For the ipaq, do you already have a basic environment installed? If not,
the best bet might be to look at familiar.org - their latest release has
Dropbear included (or available as an ipkg).

If you're installing to an existing environment, you need to:

- compile dropbear and install to /usr/sbin
- create a server hostkey using the "dropbearkey" program and put that at
  /etc/dropbear_rsa_host_key
- make /etc/passwd entries for any users who want to log in, and create
  their homedirs 
- Make dropbear start automatically - this will depend how your
  environment is set up - probably via a script in /etc/init.d

In terms of actually using SSH, it's functionally very similar to telnet,
except it's encrypted. SSH also has features such as allowing port
forwarding over connections, public-key authentication etc.

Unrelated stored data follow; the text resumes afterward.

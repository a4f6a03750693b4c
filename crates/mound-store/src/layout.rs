//! Identifier-to-path mapping.
//!
//! ```text
//! <root>/
//! └── 0f/
//!     └── 8f/
//!         └── ad/
//!             └── 5b/
//!                 ├── doc   # descriptor JSON + '\n'
//!                 ├── 0     # blob slot 0
//!                 └── 1     # blob slot 1
//! ```
//!
//! Four levels of two hex characters spread entities over up to 256^4
//! directories using nothing but the identifier itself.

use std::path::{Path, PathBuf};

use crate::error::{MoundError, Result};

/// Number of leading identifier characters consumed by sharding.
pub const SHARD_PREFIX_LEN: usize = 8;

/// File name of the descriptor inside an entity directory.
pub const DOC_FILE: &str = "doc";

/// Resolves identifiers to locations under a fixed root.
#[derive(Clone, Debug, PartialEq, Eq)]
pub struct Layout {
    root: PathBuf,
}

impl Layout {
    pub fn new(root: impl Into<PathBuf>) -> Self {
        Self { root: root.into() }
    }

    pub fn root(&self) -> &Path {
        &self.root
    }

    /// `root/d0d1/d2d3/d4d5/d6d7` for identifier `d0d1d2d3d4d5d6d7...`.
    pub fn entity_dir(&self, id: &str) -> Result<PathBuf> {
        let prefix = id
            .get(..SHARD_PREFIX_LEN)
            .filter(|p| p.bytes().all(|b| b.is_ascii_hexdigit()))
            .ok_or_else(|| MoundError::InvalidIdentifier(id.to_string()))?;

        let mut dir = self.root.clone();
        for shard in [&prefix[0..2], &prefix[2..4], &prefix[4..6], &prefix[6..8]] {
            dir.push(shard);
        }
        Ok(dir)
    }

    /// Path of the descriptor file.
    pub fn doc_path(&self, id: &str) -> Result<PathBuf> {
        Ok(self.entity_dir(id)?.join(DOC_FILE))
    }

    /// Path of the blob file at `slot`.
    pub fn blob_path(&self, id: &str, slot: usize) -> Result<PathBuf> {
        Ok(self.entity_dir(id)?.join(slot.to_string()))
    }

    /// Blob path when `slot` is given, descriptor path otherwise.
    pub fn resolve(&self, id: &str, slot: Option<usize>) -> Result<PathBuf> {
        match slot {
            Some(slot) => self.blob_path(id, slot),
            None => self.doc_path(id),
        }
    }
}
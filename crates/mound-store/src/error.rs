use std::io;
use std::path::PathBuf;

use mound_types::{Did, TypeError};

/// Errors from mound store operations.
#[derive(Debug, thiserror::Error)]
pub enum MoundError {
    /// The identifier provider could not produce a fresh identifier.
    #[error("identifier generation failed: {0}")]
    IdentifierGenerationFailed(#[source] TypeError),

    /// The identifier is too short to shard, or its shard prefix is not hex.
    #[error("invalid identifier {0:?}")]
    InvalidIdentifier(String),

    /// A link target failed the provider's validation predicate.
    #[error("invalid link target {0:?}: not a random-variant identifier")]
    InvalidLinkTarget(String),

    /// More than one optional name was passed to blob allocation.
    #[error("blob allocation takes zero or one name, got {given}")]
    TooManyArguments { given: usize },

    /// Directory creation, or a descriptor write or read, failed.
    #[error("failed to persist {path}: {source}")]
    PersistenceFailed {
        path: PathBuf,
        #[source]
        source: io::Error,
    },

    /// Opening, appending to, or flushing a blob file failed.
    #[error("failed to write blob {path}: {source}")]
    BlobWriteFailed {
        path: PathBuf,
        #[source]
        source: io::Error,
    },

    /// Reading a blob file back failed.
    #[error("failed to read blob {path}: {source}")]
    BlobReadFailed {
        path: PathBuf,
        #[source]
        source: io::Error,
    },

    /// `blob` or `link` was called after the entity was closed.
    #[error("entity {0} is closed")]
    AlreadyClosed(Did),

    /// `-1` is reserved for open entities and cannot be a terminal status.
    #[error("status {0} is reserved for open entities")]
    InvalidStatus(i32),

    /// A descriptor field was rejected at creation.
    #[error("invalid {field}: {reason}")]
    InvalidField { field: &'static str, reason: String },

    /// A blob name was rejected at allocation.
    #[error("invalid blob name {0:?}")]
    InvalidBlobName(String),

    /// No blob is allocated at the given slot.
    #[error("entity {did} has no blob at slot {slot}")]
    UnknownBlob { did: Did, slot: usize },

    /// No descriptor exists for the identifier.
    #[error("no document for {0}")]
    DocumentNotFound(Did),

    /// The `doc` at the identifier's path belongs to another entity sharing
    /// its shard prefix.
    #[error("document {path} holds {found}, not {requested}")]
    DocumentMismatch {
        requested: Did,
        found: Did,
        path: PathBuf,
    },

    /// A descriptor file exists but cannot be parsed.
    #[error("corrupt document {path}: {source}")]
    CorruptDocument {
        path: PathBuf,
        #[source]
        source: serde_json::Error,
    },

    /// Descriptor serialization failure.
    #[error("serialization error: {0}")]
    Serialization(#[from] serde_json::Error),

    /// The config file could not be read.
    #[error("failed to read config {path}: {source}")]
    ConfigRead {
        path: PathBuf,
        #[source]
        source: io::Error,
    },

    /// The config document is not valid TOML for [`MoundConfig`](crate::MoundConfig).
    #[error("invalid config: {0}")]
    ConfigParse(#[source] toml::de::Error),

    /// An environment override holds a value that cannot be interpreted.
    #[error("invalid value {value:?} for {var}")]
    InvalidEnv { var: &'static str, value: String },
}

/// Result alias for mound store operations.
pub type Result<T> = std::result::Result<T, MoundError>;
use uuid::{Uuid, Variant, Version};

use crate::did::Did;
use crate::error::TypeError;

/// Source of entity identifiers.
///
/// Implementations must satisfy these invariants:
/// - Every call to `generate()` returns an identifier never handed out before
///   (random generation gives this up to the birthday bound).
/// - Every identifier returned by `generate()` passes `validate()`.
/// - `validate()` is a pure syntactic check; it never consults storage.
pub trait DidProvider: Send + Sync {
    /// Produce a fresh identifier.
    fn generate(&self) -> Result<Did, TypeError>;

    /// Returns `true` iff `token` is a canonical identifier of the kind this
    /// provider generates.
    fn validate(&self, token: &str) -> bool;
}

/// Random UUID v4 provider (RFC 4122 variant).
#[derive(Clone, Copy, Debug, Default)]
pub struct RandomDidProvider;

impl RandomDidProvider {
    pub fn new() -> Self {
        Self
    }
}

impl DidProvider for RandomDidProvider {
    fn generate(&self) -> Result<Did, TypeError> {
        Ok(Did::from_uuid(Uuid::new_v4()))
    }

    fn validate(&self, token: &str) -> bool {
        match Did::parse(token) {
            Ok(did) => {
                let uuid = did.as_uuid();
                uuid.get_version() == Some(Version::Random) && uuid.get_variant() == Variant::RFC4122
            }
            Err(_) => false,
        }
    }
}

I'm not sure exactly where the best place to find good docs would be - the
FAQs do seem a bit out of date, though in general the basics of SSH
haven't changed much in the past few years (just products increase their
version numbers and patch security holes, with a few new features). There
is a book on SSH which could be worth looking at if you can find a copy at
a library or something, see http://www.snailbook.com/. Note that I haven't
actually looked at it - it may or may not be good.